You are viewing a plain text version of this content. The canonical link for it is here.
Posted to issues@lucene.apache.org by "Andrzej Bialecki (Jira)" <ji...@apache.org> on 2019/10/02 15:26:00 UTC

[jira] [Commented] (SOLR-13790) LRUStatsCache size explosion and ineffective caching

    [ https://issues.apache.org/jira/browse/SOLR-13790?page=com.atlassian.jira.plugin.system.issuetabpanels:comment-tabpanel&focusedCommentId=16942904#comment-16942904 ] 

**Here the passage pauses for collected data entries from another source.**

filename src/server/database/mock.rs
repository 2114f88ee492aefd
//! In-memory stand-ins for PostgreSQL, test builds only.

use std::sync::atomic::{AtomicBool, AtomicUsize, Ordering};
use std::sync::{Arc, Mutex, MutexGuard};
use chrono::NaiveDate;
use tokio::sync::OwnedMutexGuard;
use tokio::task::yield_now;
use crate::server::database::gateway::Connector;
use crate::server::database::store::{KotStore, KotTransaction, StoreError};
use crate::server::kot::allocator::TicketAllocator;
use crate::server::model::identity::StoredCredential;
use crate::server::model::kot::{KotLine, LineScope, NewKotLine};
use crate::server::model::reference::MenuItem;
use crate::server::model::summary::OrderSummary;
use crate::server::model::{LineId, TicketNumber, UserId};

#[derive(Clone, Default)]
pub(crate) struct MockClient {
    closed: Arc<AtomicBool>,
}

impl MockClient {
    pub fn close(&self) {
        self.closed.store(true, Ordering::SeqCst);
    }
}

#[derive(Clone, Default)]
pub(crate) struct MockConnector {
    connects: Arc<AtomicUsize>,
    failures: Arc<AtomicUsize>,
}

impl MockConnector {
    pub fn connects(&self) -> usize {
        self.connects.load(Ordering::SeqCst)
    }

    /// fail the next `n` connection attempts
    pub fn fail_next(&self, n: usize) {
        self.failures.store(n, Ordering::SeqCst);
    }
}

impl Connector for MockConnector {
    type Client = MockClient;

    async fn connect(&self) -> Result<MockClient, StoreError> {
        yield_now().await;
        let failing = self
            .failures
            .fetch_update(Ordering::SeqCst, Ordering::SeqCst, |n| n.checked_sub(1))
            .is_ok();
        if failing {
            return Err(StoreError::Unavailable {
                reason: "connection refused".to_string(),
            });
        }
        self.connects.fetch_add(1, Ordering::SeqCst);
        Ok(MockClient::default())
    }

    fn is_closed(client: &MockClient) -> bool {
        client.closed.load(Ordering::SeqCst)
    }
}

#[derive(Default)]
pub(crate) struct MockState {
    pub counter: TicketNumber,
    pub lines: Vec<KotLine>,
    pub summaries: Vec<OrderSummary>,
    pub credentials: Vec<StoredCredential>,
    pub menu: Vec<(String, MenuItem)>,
    pub order_types: Vec<String>,
    pub tables: Vec<String>,
    pub begun: usize,
    pub commits: usize,
    pub rollbacks: usize,
    /// every call fails as if the server were down
    pub unavailable: bool,
    /// fail the insert of the n-th line (0 based) of every transaction
    pub fail_line_at: Option<usize>,
    pub fail_summary: bool,
    /// fail the next n commits with a conflict
    pub conflicts: usize,
    /// stall each transactional step, for timeout tests
    pub stall: Option<std::time::Duration>,
    next_line_id: LineId,
}

/// Allocation mirrors the `kot_counter` row lock: the lock is taken by the
/// allocating transaction and held until it commits, rolls back or is dropped.
#[derive(Clone, Default)]
pub(crate) struct MockStore {
    state: Arc<Mutex<MockState>>,
    ticket_lock: Arc<tokio::sync::Mutex<()>>,
}

impl MockStore {
    pub fn with_counter(counter: TicketNumber) -> Self {
        let store = Self::default();
        store.state().counter = counter;
        store
    }

    pub fn state(&self) -> MutexGuard<'_, MockState> {
        self.state.lock().unwrap()
    }

    fn check(&self) -> Result<(), StoreError> {
        if self.state().unavailable {
            return Err(StoreError::Unavailable {
                reason: "mock store is down".to_string(),
            });
        }
        Ok(())
    }

    async fn step(&self) -> Result<(), StoreError> {
        let stall = self.state().stall;
        match stall {
            Some(duration) => tokio::time::sleep(duration).await,
            None => yield_now().await,
        }
        self.check()
    }
}

pub(crate) struct MockTransaction {
    store: MockStore,
    counter_lock: Option<OwnedMutexGuard<()>>,
    kot_no: Option<TicketNumber>,
    lines: Vec<KotLine>,
    summary: Option<OrderSummary>,
}

impl TicketAllocator for MockTransaction {
    async fn next_ticket_number(&mut self) -> Result<TicketNumber, StoreError> {
        self.store.step().await?;
        if self.counter_lock.is_none() {
            self.counter_lock = Some(self.store.ticket_lock.clone().lock_owned().await);
        }
        let next = self.store.state().counter + 1;
        self.kot_no = Some(next);
        Ok(next)
    }
}

impl KotTransaction for MockTransaction {
    async fn insert_line(&mut self, line: &NewKotLine<'_>) -> Result<(), StoreError> {
        self.store.step().await?;
        if self.store.state().fail_line_at == Some(self.lines.len()) {
            return Err(StoreError::Query {
                reason: "check constraint violated".to_string(),
            });
        }
        self.lines.push(KotLine {
            id: 0,
            kot_no: line.kot_no,
            created_at: line.created_at,
            menu_section: line.header.menu_section.clone(),
            order_type: line.header.order_type.clone(),
            table_id: line.header.table_id.clone(),
            item_code: line.item.code.clone(),
            description: line.item.description.clone(),
            quantity: line.item.quantity,
            unit_price: line.item.unit_price,
            line_total: line.item.line_total,
            remarks: line.item.remarks.clone(),
            cancelled: false,
            user_id: line.header.user_id,
        });
        Ok(())
    }

    async fn insert_summary(&mut self, summary: &OrderSummary) -> Result<(), StoreError> {
        self.store.step().await?;
        if self.store.state().fail_summary {
            return Err(StoreError::Query {
                reason: "summary insert failed".to_string(),
            });
        }
        self.summary = Some(summary.clone());
        Ok(())
    }

    async fn commit(self) -> Result<(), StoreError> {
        self.store.step().await?;
        let mut state = self.store.state();
        if state.conflicts > 0 {
            state.conflicts -= 1;
            return Err(StoreError::Conflict {
                reason: "could not serialize access".to_string(),
            });
        }
        if let Some(kot_no) = self.kot_no {
            if state.summaries.iter().any(|s| s.kot_no == kot_no) || state.lines.iter().any(|l| l.kot_no == kot_no) {
                return Err(StoreError::Conflict {
                    reason: format!("kot_no {kot_no} already committed"),
                });
            }
            state.counter = state.counter.max(kot_no);
        }
        for mut line in self.lines {
            state.next_line_id += 1;
            line.id = state.next_line_id;
            state.lines.push(line);
        }
        if let Some(summary) = self.summary {
            state.summaries.push(summary);
        }
        state.commits += 1;
        Ok(())
    }

    async fn rollback(self) {
        self.store.state().rollbacks += 1;
    }
}

impl KotStore for MockStore {
    type Transaction = MockTransaction;

    async fn begin(&self) -> Result<MockTransaction, StoreError> {
        self.step().await?;
        self.state().begun += 1;
        Ok(MockTransaction {
            store: self.clone(),
            counter_lock: None,
            kot_no: None,
            lines: vec![],
            summary: None,
        })
    }

    async fn cancel_line(&self, id: LineId) -> Result<u64, StoreError> {
        self.step().await?;
        let mut state = self.state();
        let mut touched = 0;
        for line in state.lines.iter_mut().filter(|l| l.id == id) {
            line.cancelled = true;
            touched += 1;
        }
        Ok(touched)
    }

    async fn ticket_numbers_between(&self, from: NaiveDate, to: NaiveDate) -> Result<Vec<TicketNumber>, StoreError> {
        self.step().await?;
        let mut numbers = self
            .state()
            .lines
            .iter()
            .filter(|l| (from..=to).contains(&l.created_at.date_naive()))
            .map(|l| l.kot_no)
            .collect::<Vec<_>>();
        numbers.sort_unstable_by(|a, b| b.cmp(a));
        numbers.dedup();
        Ok(numbers)
    }

    async fn ticket_lines(&self, kot_no: TicketNumber, scope: LineScope) -> Result<Vec<KotLine>, StoreError> {
        self.step().await?;
        Ok(self
            .state()
            .lines
            .iter()
            .filter(|l| l.kot_no == kot_no && (scope == LineScope::All || !l.cancelled))
            .cloned()
            .collect())
    }

    async fn latest_ticket_for_user(&self, user_id: UserId) -> Result<Option<TicketNumber>, StoreError> {
        self.step().await?;
        Ok(self
            .state()
            .lines
            .iter()
            .filter(|l| l.user_id == user_id)
            .max_by_key(|l| (l.created_at, l.kot_no))
            .map(|l| l.kot_no))
    }

    async fn find_credential(&self, username: &str) -> Result<Option<StoredCredential>, StoreError> {
        self.step().await?;
        Ok(self
            .state()
            .credentials
            .iter()
            .find(|c| c.username == username)
            .cloned())
    }

    async fn menu_sections(&self) -> Result<Vec<String>, StoreError> {
        self.step().await?;
        let mut sections = self
            .state()
            .menu
            .iter()
            .map(|(section, _)| section.clone())
            .collect::<Vec<_>>();
        sections.sort();
        sections.dedup();
        Ok(sections)
    }

    async fn menu_items(&self, section: &str) -> Result<Vec<MenuItem>, StoreError> {
        self.step().await?;
        Ok(self
            .state()
            .menu
            .iter()
            .filter(|(s, _)| s == section)
            .map(|(_, item)| item.clone())
            .collect())
    }

    async fn order_types(&self) -> Result<Vec<String>, StoreError> {
        self.step().await?;
        Ok(self.state().order_types.clone())
    }

    async fn table_names(&self) -> Result<Vec<String>, StoreError> {
        self.step().await?;
        Ok(self.state().tables.clone())
    }
}
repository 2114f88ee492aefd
//! Ticket (KOT) lifecycle: submission, cancellation, retrieval.

use derive_more::{Display, Error};
use crate::server::database::store::StoreError;

pub(crate) mod allocator;
pub(crate) mod cancellation;
pub(crate) mod coordinator;
pub(crate) mod retrieval;

#[derive(Debug, Display, Error)]
pub(crate) enum KotError {
    #[display("invalid request: {reason}")]
    Validation { reason: String },
    #[display("{what} not found")]
    NotFound { what: String },
    #[display("{source}")]
    Store { source: StoreError },
}

impl KotError {
    pub fn validation(reason: impl Into<String>) -> Self {
        KotError::Validation { reason: reason.into() }
    }

    pub fn not_found(what: impl Into<String>) -> Self {
        KotError::NotFound { what: what.into() }
    }
}

impl From<StoreError> for KotError {
    fn from(source: StoreError) -> Self {
        KotError::Store { source }
    }
}
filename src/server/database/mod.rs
pub(crate) mod gateway;
#[cfg(test)]
pub(crate) mod mock;
pub(crate) mod pg;
pub mod pool_config;
pub(crate) mod store;
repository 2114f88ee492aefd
use actix_web::{web, HttpResponse, Responder};
use log::info;
use crate::server::controller::error::CustomError;
use crate::server::database::store::KotStore;
use crate::server::model::kot::{
    CancelLineRequest, CancelLineResponse, KotDetailResponse, KotListParams, KotListResponse,
    PrintByUserRequest, PrintKotResponse, SubmitKotRequest, SubmitKotResponse,
};
use crate::server::model::TicketNumber;
use crate::server::state::AppState;

/// POST /v1/kots, submit an order as a new ticket
pub(crate) async fn post_kots<S: KotStore>(
    body: web::Json<SubmitKotRequest>,
    data: web::Data<AppState<S>>,
) -> Result<impl Responder, CustomError> {
    let kot_no = data.coordinator().submit(body.into_inner()).await?;
    Ok(web::Json(SubmitKotResponse {
        success: true,
        kot_no,
        message: format!("Saved with KOT_No {kot_no}"),
    }))
}

/// PUT /v1/kot/cancel
pub(crate) async fn put_cancel<S: KotStore>(
    body: web::Json<CancelLineRequest>,
    data: web::Data<AppState<S>>,
) -> Result<impl Responder, CustomError> {
    data.cancellations().cancel(body.id).await?;
    Ok(web::Json(CancelLineResponse { success: true }))
}

/// GET /v1/kots?fromDate=..&toDate=..
pub(crate) async fn get_kots<S: KotStore>(
    params: web::Query<KotListParams>,
    data: web::Data<AppState<S>>,
) -> Result<impl Responder, CustomError> {
    let KotListParams { from_date, to_date } = params.into_inner();
    let tickets = data.retrieval().list_tickets(from_date, to_date).await?;
    Ok(web::Json(KotListResponse {
        success: true,
        data: tickets,
    }))
}

/// GET /v1/kot/{kot_no}, every line including cancelled ones
pub(crate) async fn get_kot<S: KotStore>(
    kot_no: web::Path<TicketNumber>,
    data: web::Data<AppState<S>>,
) -> Result<impl Responder, CustomError> {
    let lines = data.retrieval().ticket_detail(kot_no.into_inner()).await?;
    Ok(web::Json(KotDetailResponse {
        success: true,
        data: lines,
    }))
}

/// POST /v1/kot/print, latest ticket of a user
pub(crate) async fn post_print<S: KotStore>(
    body: web::Json<PrintByUserRequest>,
    data: web::Data<AppState<S>>,
) -> Result<impl Responder, CustomError> {
    let view = data.retrieval().print_for_user(body.user_id).await?;
    info!("printing kot={} for user_id={:?}", view.kot_no, body.user_id);
    Ok(web::Json(PrintKotResponse::from(view)))
}

/// GET /v1/kot/{kot_no}/print
pub(crate) async fn get_print<S: KotStore>(
    kot_no: web::Path<TicketNumber>,
    data: web::Data<AppState<S>>,
) -> Result<HttpResponse, CustomError> {
    let view = data.retrieval().print_for_ticket(kot_no.into_inner()).await?;
    info!("printing kot={}", view.kot_no);
    Ok(HttpResponse::Ok().json(PrintKotResponse::from(view)))
}
use std::collections::VecDeque;
use std::ops::Deref;
use std::sync::{Arc, Mutex, PoisonError};
use log::{debug, error, info, warn};
use tokio::sync::{OwnedSemaphorePermit, Semaphore};
use tokio::time;
use crate::server::database::pool_config::PoolConfig;
use crate::server::database::store::StoreError;

/// Opens raw store clients for the gateway.
pub(crate) trait Connector: Send + Sync + 'static {
    type Client: Send + 'static;

    async fn connect(&self) -> Result<Self::Client, StoreError>;

    fn is_closed(client: &Self::Client) -> bool;
}

struct Shared<C: Connector> {
    /// pool name
    name: String,
    connector: C,
    /// idle clients, accessed in a FIFO manner
    idle: Mutex<VecDeque<C::Client>>,
    /// one permit per client that may exist at any time
    permits: Arc<Semaphore>,
    acquire_timeout: time::Duration,
}

/// Owned handle on the relational store, cloned into every component.
///
/// Clients are created lazily on first use and kept for reuse. A client whose
/// connection dropped is reconnected before being handed out again.
pub(crate) struct StoreGateway<C: Connector>(Arc<Shared<C>>);

impl<C: Connector> Clone for StoreGateway<C> {
    fn clone(&self) -> Self {
        StoreGateway(self.0.clone())
    }
}

impl<C: Connector> StoreGateway<C> {
    pub fn new(connector: C, config: &PoolConfig) -> Self {
        Self(Arc::new(Shared {
            name: config.name.clone(),
            connector,
            idle: Mutex::new(VecDeque::with_capacity(config.size)),
            permits: Arc::new(Semaphore::new(config.size)),
            acquire_timeout: config.acquire_timeout,
        }))
    }

    /// acquire a connection, bail out if no slot frees up within the acquire timeout.
    pub async fn acquire(&self) -> Result<Connection<C>, StoreError> {
        let permit = match time::timeout(self.0.acquire_timeout, self.0.permits.clone().acquire_owned()).await {
            Ok(Ok(permit)) => permit,
            Ok(Err(_)) => {
                return Err(StoreError::Unavailable {
                    reason: format!("{} gateway is closed", self.0.name),
                })
            }
            Err(_) => {
                error!(
                    "{}: timed out to acquire a connection after {:?}",
                    self.0.name, self.0.acquire_timeout
                );
                return Err(StoreError::Busy);
            }
        };

        let mut conn = match self.take_idle() {
            Some(client) => Connection::new(client, self.0.clone(), permit),
            None => {
                let client = self.0.connector.connect().await?;
                info!("{}: connection created", self.0.name);
                Connection::new(client, self.0.clone(), permit)
            }
        };
        conn.ensure_connected().await?;
        Ok(conn)
    }

    fn take_idle(&self) -> Option<C::Client> {
        self.0
            .idle
            .lock()
            .unwrap_or_else(PoisonError::into_inner)
            .pop_front()
    }

    #[cfg(test)]
    pub fn idle_count(&self) -> usize {
        self.0.idle.lock().unwrap_or_else(PoisonError::into_inner).len()
    }

    /// Refuse new acquisitions and drop idle clients. Checked out connections
    /// are dropped when released.
    pub fn close(&self) {
        self.0.permits.close();
        let dropped = {
            let mut idle = self.0.idle.lock().unwrap_or_else(PoisonError::into_inner);
            let n = idle.len();
            idle.clear();
            n
        };
        info!("{}: gateway closed, {} idle connections dropped", self.0.name, dropped);
    }
}

/// A client checked out of the gateway, returned on drop.
pub(crate) struct Connection<C: Connector> {
    client: Option<C::Client>,
    shared: Arc<Shared<C>>,
    discard: bool,
    _permit: OwnedSemaphorePermit,
}

impl<C: Connector> Connection<C> {
    fn new(client: C::Client, shared: Arc<Shared<C>>, permit: OwnedSemaphorePermit) -> Self {
        Self {
            client: Some(client),
            shared,
            discard: false,
            _permit: permit,
        }
    }

    pub fn is_closed(&self) -> bool {
        self.client.as_ref().map_or(true, C::is_closed)
    }

    /// Replace a dropped client with a fresh one. On failure the dead client
    /// stays in place and is discarded on release.
    pub async fn ensure_connected(&mut self) -> Result<(), StoreError> {
        if !self.is_closed() {
            return Ok(());
        }
        warn!("{}: connection dropped, reconnecting", self.shared.name);
        let client = self.shared.connector.connect().await?;
        self.client = Some(client);
        info!("{}: connection re-established", self.shared.name);
        Ok(())
    }

    /// Do not return this client to the pool.
    pub fn discard(&mut self) {
        self.discard = true;
    }
}

impl<C: Connector> Deref for Connection<C> {
    type Target = C::Client;

    fn deref(&self) -> &Self::Target {
        // only taken in drop
        self.client.as_ref().expect("connection used after release")
    }
}

impl<C: Connector> Drop for Connection<C> {
    fn drop(&mut self) {
        let Some(client) = self.client.take() else {
            return;
        };
        if self.discard || C::is_closed(&client) {
            debug!("{}: discarding connection", self.shared.name);
            return;
        }
        if self.shared.permits.is_closed() {
            return;
        }
        self.shared
            .idle
            .lock()
            .unwrap_or_else(PoisonError::into_inner)
            .push_back(client);
    }
}
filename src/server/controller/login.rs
use actix_web::{web, Responder};
use crate::server::controller::error::CustomError;
use crate::server::database::store::KotStore;
use crate::server::model::identity::{AuthOutcome, LoginRequest, LoginResponse};
use crate::server::state::AppState;

/// POST /v1/login
pub(crate) async fn post_login<S: KotStore>(
    body: web::Json<LoginRequest>,
    data: web::Data<AppState<S>>,
) -> Result<impl Responder, CustomError> {
    let LoginRequest { username, password } = body.into_inner();
    match data
        .auth()
        .authenticate(username.as_deref(), password.as_deref())
        .await?
    {
        AuthOutcome::Accepted(identity) => Ok(web::Json(LoginResponse::from(identity))),
        AuthOutcome::Rejected => Err(CustomError::Unauthorized),
    }
}
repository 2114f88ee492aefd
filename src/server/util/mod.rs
pub(crate) mod time;
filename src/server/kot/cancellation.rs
use log::{info, warn};
use crate::server::database::store::KotStore;
use crate::server::kot::KotError;
use crate::server::model::LineId;

pub(crate) struct CancellationManager<S: KotStore> {
    store: S,
}

impl<S: KotStore> CancellationManager<S> {
    pub fn new(store: S) -> Self {
        Self { store }
    }

    /// Flag one line as cancelled. Setting the flag again is a no-op, so
    /// callers may retry freely. The ticket summary is left untouched.
    pub async fn cancel(&self, line_id: Option<LineId>) -> Result<(), KotError> {
        let line_id = match line_id {
            Some(id) if id > 0 => id,
            _ => return Err(KotError::validation("line item id is required")),
        };
        match self.store.cancel_line(line_id).await? {
            0 => warn!("cancel requested for unknown kot line id={}", line_id),
            _ => info!("kot line id={} cancelled", line_id),
        }
        Ok(())
    }
}
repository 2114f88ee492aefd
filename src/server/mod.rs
//! main file for the server

pub mod auth;
pub(crate) mod controller;
pub mod database;
pub(crate) mod kot;
pub mod model;
mod routes;
pub(crate) mod state;
pub(crate) mod util;

use actix_web::{middleware::Logger, web, App, HttpServer};
use log::info;
use crate::server::database::gateway::StoreGateway;
use crate::server::database::pg::{PgConnector, PgStore};
use crate::server::model::config::ServerConfig;
use crate::server::state::AppState;

/// Run the server until it is stopped, then close the store gateway.
pub async fn run(ServerConfig { addr, workers, pool, kot }: ServerConfig) -> std::io::Result<()> {
    let gateway = StoreGateway::new(PgConnector::new(pool.conn_str.as_str()), &pool);
    let state = web::Data::new(AppState::new(
        PgStore::new(gateway.clone(), pool.statement_timeout),
        &kot,
    ));
    info!(
        "serving on {} with {} workers, pool {} of size {}",
        addr, workers, pool.name, pool.size
    );
    let result = HttpServer::new(move || {
        App::new()
            .app_data(state.clone())
            .wrap(Logger::default())
            .configure(routes::configure::<PgStore>)
    })
    .workers(workers)
    .bind(addr)?
    .run()
    .await;
    gateway.close();
    result
}
pub(crate) mod helper {
    #[cfg(not(test))]
    pub use super::get_utc_now;
    #[cfg(test)]
    pub use super::mock_chrono::{get_utc_now, set_mock_now};
}


#[cfg(not(test))]
pub fn get_utc_now() -> chrono::DateTime<chrono::Utc> {
    chrono::Utc::now()
}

Andrzej Bialecki commented on SOLR-13790:
-----------------------------------------

Upon further examination it looks like {{ExactSharedStatsCache}} and {{LRUStatsCache}} have a problem with staleness - they don't track updates in the shards so they have no way of knowing when to refresh the stats. As a result the global stats may be even more wrong than if we used just local stats - imagine a scenario where there's a heavy indexing activity that adds a lot of terms and postings. In this scenario local stats from the local shard would reflect this growth, albeit partially, but the global stats that are stale would not.

Another issue is with the purported optimization in {{LRUStatsCache}} and {{ExactSharedStatsCache}} - the claimed advantage of these caches is that they help to avoid unnecessary fetching of stats from shards. Only they don't ... as explained in my previous comment, both of these implementations always send ShardRequest-s to fetch the stats, thus adding one more round-trip to every query. Since the stats are fetched on every request at least there was no problem with the staleness ;) but the "caching" aspect was completely false - per-shard stats were being fetched on every request, and on every request new global stats would be built and send out.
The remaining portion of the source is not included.